The Saints are currently writing a proposal that outlines its contention to host a side in the new women’s league, due to commence in 2017.
The AFL announced the competition for elite female footballers in August, and they’re hoping to have six teams competing in the league in its inaugural year.
Development coach at St Kilda, Peta Searle, tells upstart that women’s football is growing in popularly and as a result, there will be a lot of competition between AFL clubs for the right to have a women’s side.
“There’s a lot of fight now between the other clubs and we certainly want to be one of them,” she says.
She says St Kilda is well suited to hosting a women’s side because of its genuine commitment to supporting women in a male dominated environment.
The Saints have two women on its board, and Searle is the first female to be an assistant coach at AFL level.
“We really are creating an environment here that promotes and supports women in football to achieve their dreams,” she says.
“Our brand in who we want to be really closely aligns with supporting a women’s team.”
She says that the club’s location near Frankston has a community that will embrace a women’s team.
The Mornington Peninsula has the fastest growing participation rate in women’s football.
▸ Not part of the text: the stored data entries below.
/// Token validation against the identity provider's JWKS and first-login
/// user provisioning.
use crate::config::AuthConfig;
use crate::db::{self, nullable, GraphClient};
use crate::domain::user::{IdentityProfile, User};
use crate::error::{AppError, Result};
use crate::metrics::USERS_PROVISIONED_TOTAL;
use crate::validators::{normalize_username_base, username_candidate};
use async_trait::async_trait;
use jsonwebtoken::{decode, decode_header, Algorithm, DecodingKey, Validation};
use moka::future::Cache;
use neo4rs::query;
use serde::{Deserialize, Serialize};
use std::sync::Arc;
use std::time::Duration;
use tracing::{debug, info, warn};
use uuid::Uuid;

const JWKS_CACHE_KEY: &str = "jwks";
const MAX_USERNAME_ATTEMPTS: u32 = 1000;

/// JSON Web Key, RSA subset
#[derive(Debug, Clone, Serialize, Deserialize)]
pub struct Jwk {
    pub kty: String,
    #[serde(default)]
    pub kid: Option<String>,
    #[serde(default, rename = "use")]
    pub use_: Option<String>,
    #[serde(default)]
    pub alg: Option<String>,
    #[serde(default)]
    pub n: Option<String>,
    #[serde(default)]
    pub e: Option<String>,
}

#[derive(Debug, Clone, Default, Serialize, Deserialize)]
pub struct JwkSet {
    pub keys: Vec<Jwk>,
}

impl JwkSet {
    pub fn find(&self, kid: &str) -> Option<&Jwk> {
        self.keys
            .iter()
            .find(|k| k.kid.as_deref() == Some(kid) && k.kty == "RSA")
    }
}

/// Validated access-token claims
#[derive(Debug, Clone, Serialize, Deserialize)]
pub struct Claims {
    pub sub: String,
    pub exp: i64,
    #[serde(default)]
    pub iat: Option<i64>,
    #[serde(default)]
    pub iss: Option<String>,
    #[serde(default)]
    pub scope: Option<String>,
}

/// Remote side of authentication
#[cfg_attr(test, mockall::automock)]
#[async_trait]
pub trait IdentityProvider: Send + Sync {
    /// Current signing keys
    async fn fetch_jwks(&self) -> Result<JwkSet>;

    /// Profile of the token's subject
    async fn fetch_profile(&self, access_token: &str) -> Result<IdentityProfile>;
}

/// OIDC provider reached over HTTPS
pub struct OidcProvider {
    http: reqwest::Client,
    jwks_url: String,
    userinfo_url: String,
}

impl OidcProvider {
    pub fn new(config: &AuthConfig) -> Result<Self> {
        let http = reqwest::Client::builder()
            .timeout(Duration::from_secs(10))
            .build()?;
        Ok(Self {
            http,
            jwks_url: config.jwks_url(),
            userinfo_url: config.userinfo_url(),
        })
    }
}

#[async_trait]
impl IdentityProvider for OidcProvider {
    async fn fetch_jwks(&self) -> Result<JwkSet> {
        debug!("Fetching JWKS from {}", self.jwks_url);
        let response = self.http.get(&self.jwks_url).send().await?;
        if !response.status().is_success() {
            return Err(AppError::IdentityProvider(format!(
                "JWKS endpoint returned {}",
                response.status()
            )));
        }
        Ok(response.json::<JwkSet>().await?)
    }

    async fn fetch_profile(&self, access_token: &str) -> Result<IdentityProfile> {
        let response = self
            .http
            .get(&self.userinfo_url)
            .bearer_auth(access_token)
            .send()
            .await
            .map_err(|e| AppError::Authentication(format!("Failed to get user profile: {}", e)))?;

        let status = response.status();
        if !status.is_success() {
            return Err(userinfo_rejection(status));
        }
        response
            .json::<IdentityProfile>()
            .await
            .map_err(|e| AppError::Authentication(format!("Failed to get user profile: {}", e)))
    }
}

/// Any userinfo failure means the token cannot be trusted
fn userinfo_rejection(status: reqwest::StatusCode) -> AppError {
    AppError::Authentication(format!(
        "Failed to get user profile: userinfo endpoint returned {}",
        status
    ))
}

/// RS256 validation with a TTL-cached key set
pub struct TokenValidator {
    provider: Arc<dyn IdentityProvider>,
    jwks: Cache<&'static str, Arc<JwkSet>>,
    validation: Validation,
}

impl TokenValidator {
    pub fn new(provider: Arc<dyn IdentityProvider>, config: &AuthConfig) -> Self {
        let mut validation = Validation::new(Algorithm::RS256);
        validation.set_audience(&[config.audience.as_str()]);
        validation.set_issuer(&[config.issuer()]);

        let jwks = Cache::builder()
            .max_capacity(1)
            .time_to_live(Duration::from_secs(config.jwks_cache_ttl_secs))
            .build();

        Self {
            provider,
            jwks,
            validation,
        }
    }

    async fn key_set(&self, refresh: bool) -> Result<Arc<JwkSet>> {
        if !refresh {
            if let Some(cached) = self.jwks.get(JWKS_CACHE_KEY).await {
                return Ok(cached);
            }
        }
        let fresh = Arc::new(self.provider.fetch_jwks().await?);
        self.jwks.insert(JWKS_CACHE_KEY, fresh.clone()).await;
        debug!("Cached {} signing keys", fresh.keys.len());
        Ok(fresh)
    }

    /// Decoding key for `kid`; an unknown kid refreshes the set once to pick
    /// up rotated keys.
    async fn decoding_key(&self, kid: &str) -> Result<DecodingKey> {
        let mut set = self.key_set(false).await?;
        if set.find(kid).is_none() {
            set = self.key_set(true).await?;
        }
        let jwk = set
            .find(kid)
            .ok_or_else(|| AppError::Authentication("Unable to find appropriate key".into()))?;

        match (&jwk.n, &jwk.e) {
            (Some(n), Some(e)) => Ok(DecodingKey::from_rsa_components(n, e)?),
            _ => Err(AppError::Authentication(
                "Signing key is missing RSA components".into(),
            )),
        }
    }

    pub async fn validate(&self, token: &str) -> Result<Claims> {
        let header = decode_header(token)?;
        let kid = header
            .kid
            .ok_or_else(|| AppError::Authentication("Token header has no kid".into()))?;
        let key = self.decoding_key(&kid).await?;
        let data = decode::<Claims>(token, &key, &self.validation)?;
        Ok(data.claims)
    }
}

/// Resolves a bearer token to a stored user
pub struct AuthService {
    validator: TokenValidator,
    provider: Arc<dyn IdentityProvider>,
    graph: GraphClient,
}

impl AuthService {
    pub fn new(provider: Arc<dyn IdentityProvider>, config: &AuthConfig, graph: GraphClient) -> Self {
        Self {
            validator: TokenValidator::new(provider.clone(), config),
            provider,
            graph,
        }
    }

    pub async fn validate_token(&self, token: &str) -> Result<Claims> {
        self.validator.validate(token).await
    }

    pub async fn fetch_profile(&self, token: &str) -> Result<IdentityProfile> {
        self.provider.fetch_profile(token).await
    }

    /// Validate, fetch the provider profile, then load or provision the user
    pub async fn current_user(&self, token: &str) -> Result<User> {
        let claims = self.validate_token(token).await?;
        let profile = self.fetch_profile(token).await?;
        if profile.sub != claims.sub {
            return Err(AppError::Authentication(
                "Profile subject does not match token".into(),
            ));
        }

        self.get_or_create_user(&profile).await.map_err(|e| match e {
            AppError::Database(_) | AppError::Decode(_) | AppError::Internal(_) => {
                AppError::NotFound(format!("Failed to get or create user: {}", e))
            }
            other => other,
        })
    }

    pub async fn get_or_create_user(&self, profile: &IdentityProfile) -> Result<User> {
        let existing = self
            .graph
            .fetch_optional::<User>(
                query("MATCH (u:User {auth_id: $auth_id}) RETURN u {.*} AS user")
                    .param("auth_id", profile.sub.as_str()),
                "user",
            )
            .await?;
        if let Some(user) = existing {
            return Ok(user);
        }

        let username = self.available_username(&profile.preferred_nickname()).await?;

        // MERGE keeps concurrent first logins from creating two users
        let q = query(
            "MERGE (u:User {auth_id: $auth_id})
             ON CREATE SET
                u.user_id = $user_id,
                u.username = $username,
                u.email = $email,
                u.display_name = $display_name,
                u.profile_picture_s3_key = $picture,
                u.is_private = false,
                u.created_at = $now,
                u.follower_count = 0,
                u.following_count = 0,
                u.likes_count = 0,
                u.post_count = 0,
                u.interests = []
             RETURN u {.*} AS user",
        )
        .param("auth_id", profile.sub.as_str())
        .param("user_id", Uuid::new_v4().to_string())
        .param("username", username.as_str())
        .param("email", profile.email.as_str())
        .param("display_name", profile.preferred_display_name())
        .param("picture", nullable(profile.picture.clone()))
        .param("now", db::now());

        let user: User = self.graph.fetch_one(q, "user", "user").await?;
        if user.username == username {
            USERS_PROVISIONED_TOTAL.inc();
            info!(user_id = %user.user_id, username = %user.username, "Provisioned new user");
        }
        Ok(user)
    }

    async fn available_username(&self, nickname: &str) -> Result<String> {
        let base = normalize_username_base(nickname);
        for attempt in 0..MAX_USERNAME_ATTEMPTS {
            let candidate = username_candidate(&base, attempt);
            let taken: Option<i64> = self
                .graph
                .fetch_optional(
                    query("MATCH (u:User {username: $username}) RETURN count(u) AS taken")
                        .param("username", candidate.as_str()),
                    "taken",
                )
                .await?;
            if taken.unwrap_or(0) == 0 {
                return Ok(candidate);
            }
        }
        warn!("Exhausted username candidates for base {}", base);
        Err(AppError::Internal("Could not allocate a username".into()))
    }
}

#[cfg(test)]
mod tests {
    use super::*;

    fn auth_config() -> AuthConfig {
        AuthConfig {
            domain: "tenant.example.com".into(),
            audience: "https://api.example.com".into(),
            jwks_cache_ttl_secs: 60,
        }
    }

    fn rsa_key(kid: &str) -> Jwk {
        Jwk {
            kty: "RSA".into(),
            kid: Some(kid.into()),
            use_: Some("sig".into()),
            alg: Some("RS256".into()),
            n: Some("sXchDaQebHnPiGvyDOAT4saGEUetSyo9MKLOoWFsueri23bOdgWp4Dy1WlUzewbgBHod5pcM9H95GQRV3JDXboIRROSBigeC5yjU1hGzHHyXss8UDprecbAYxknTcQkhslANGRUZmdTOQ5qTRsLAt6BTYuyvVRdhS8exSZEy_c4gs_7svlJJQ4H9_NxsiIoLwAEk7-Q3UXERGYw_75IDrGA84-lA_-Ct4eTlXHBIY2EaV7t7LjJaynVJCpkv4LKjTTAumiGUIuQhrNhZLuF_RJLqHpM2kgWFLU7-VTdL1VbC2tejvcI2BlMkEpk1BzBZI0KQB0GaDWFLN-aEAw3vRw".into()),
            e: Some("AQAB".into()),
        }
    }

    #[test]
    fn test_jwk_set_lookup_by_kid() {
        let set = JwkSet {
            keys: vec![rsa_key("a"), rsa_key("b")],
        };
        assert!(set.find("b").is_some());
        assert!(set.find("c").is_none());
    }

    #[test]
    fn test_jwk_use_field_wire_name() {
        let jwk: Jwk = serde_json::from_value(serde_json::json!({
            "kty": "RSA", "kid": "k1", "use": "sig", "n": "abc", "e": "AQAB"
        }))
        .unwrap();
        assert_eq!(jwk.use_.as_deref(), Some("sig"));
    }

    #[tokio::test]
    async fn test_malformed_token_is_rejected_without_fetching_keys() {
        let mut provider = MockIdentityProvider::new();
        provider.expect_fetch_jwks().never();
        let validator = TokenValidator::new(Arc::new(provider), &auth_config());

        let err = validator.validate("not-a-jwt").await.unwrap_err();
        assert!(matches!(err, AppError::Authentication(_)));
    }

    #[tokio::test]
    async fn test_unknown_kid_refreshes_once_then_fails() {
        // header {"alg":"RS256","typ":"JWT","kid":"missing"}
        let header = "eyJhbGciOiJSUzI1NiIsInR5cCI6IkpXVCIsImtpZCI6Im1pc3NpbmcifQ";
        let token = format!("{}.e30.c2ln", header);

        let mut provider = MockIdentityProvider::new();
        provider.expect_fetch_jwks().times(2).returning(|| {
            Ok(JwkSet {
                keys: vec![rsa_key("present")],
            })
        });
        let validator = TokenValidator::new(Arc::new(provider), &auth_config());

        let err = validator.validate(&token).await.unwrap_err();
        assert!(
            matches!(err, AppError::Authentication(ref m) if m.contains("appropriate key")),
            "unexpected error: {:?}",
            err
        );
    }

    #[tokio::test]
    async fn test_key_set_is_cached_between_validations() {
        let header = "eyJhbGciOiJSUzI1NiIsInR5cCI6IkpXVCIsImtpZCI6InByZXNlbnQifQ";
        let token = format!("{}.e30.c2ln", header);

        let mut provider = MockIdentityProvider::new();
        provider.expect_fetch_jwks().times(1).returning(|| {
            Ok(JwkSet {
                keys: vec![rsa_key("present")],
            })
        });
        let validator = TokenValidator::new(Arc::new(provider), &auth_config());

        // Signature check fails both times, but the key set is fetched once
        assert!(validator.validate(&token).await.is_err());
        assert!(validator.validate(&token).await.is_err());
    }

    #[tokio::test]
    async fn test_provider_failure_propagates() {
        let header = "eyJhbGciOiJSUzI1NiIsInR5cCI6IkpXVCIsImtpZCI6InByZXNlbnQifQ";
        let token = format!("{}.e30.c2ln", header);

        let mut provider = MockIdentityProvider::new();
        provider
            .expect_fetch_jwks()
            .returning(|| Err(AppError::IdentityProvider("down".into())));
        let validator = TokenValidator::new(Arc::new(provider), &auth_config());

        let err = validator.validate(&token).await.unwrap_err();
        assert!(matches!(err, AppError::IdentityProvider(_)));
        assert_eq!(
            actix_web::ResponseError::status_code(&err),
            actix_web::http::StatusCode::INTERNAL_SERVER_ERROR
        );
    }

    #[test]
    fn test_userinfo_failures_are_unauthorized() {
        for status in [
            reqwest::StatusCode::UNAUTHORIZED,
            reqwest::StatusCode::FORBIDDEN,
            reqwest::StatusCode::INTERNAL_SERVER_ERROR,
            reqwest::StatusCode::BAD_GATEWAY,
        ] {
            let err = userinfo_rejection(status);
            assert!(matches!(err, AppError::Authentication(_)), "{status}");
            assert_eq!(
                actix_web::ResponseError::status_code(&err),
                actix_web::http::StatusCode::UNAUTHORIZED
            );
        }
    }
}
“It’s such a big growth area and it’s such a big area in terms of its population density and we service that whole area,” Searle says.
“I think it would be really fitting for that area to have an elite AFL women’s team so there can be pathways that follow all the way through.”
First class tour of tanks! and coaching the girls what an Awesome day in Darwin with the ADF. pic.twitter.com/WQrpAvFkfH
— PETA searle (@PetaSearle) February 18, 2015
It would create a pathway for girls, that Searle didn’t have when she was younger.
“When I was growing up kicking the ball in the backyard as a six or seven-year-old in my Trevor Barker jumper, I just naturally assumed that I would go on and play footy for St Kilda,” she says.
“And then when I got to the age of 13 or 14, there was a realisation that was never going to happen.”
But the new women’s league will provide an elite level of competition for young female athletes to aim for.
Of the six teams that will make up the league, it’s assumed the Western Bulldogs and Melbourne will be automatic starters after the headway they made playing exhibition matches.
This includes the first women’s match to be televised live on Channel Seven this year. The game had more viewers than the broadcast of the match between Essendon and Adelaide that followed.
Searle says the live broadcast was something the women’s game had been building towards.
“The push has been there for some time. From the first game that had happened there was always a cry out that this should be televised,” she says.
“You go through the steps of I guess broadcast radio, and then live streaming. So the next step was definitely to do that [television broadcast].”
She says that this presents a commercial side to women’s footy that may make it more marketable and attractive to broadcasters.
The success of women’s football will not only help the sport’s commercial needs, but will give girls an incentive to continue playing sport.
According to the Australian Bureau of Statistics, only 28.5 per cent of females compete in organised sport, in comparison to 34.3 per cent of men.
Girls in all age groups are less likely to participate in sport.
“It’s just good in terms of the community as a whole because you’ll keep girls in sport for a longer period of time,” Searle says.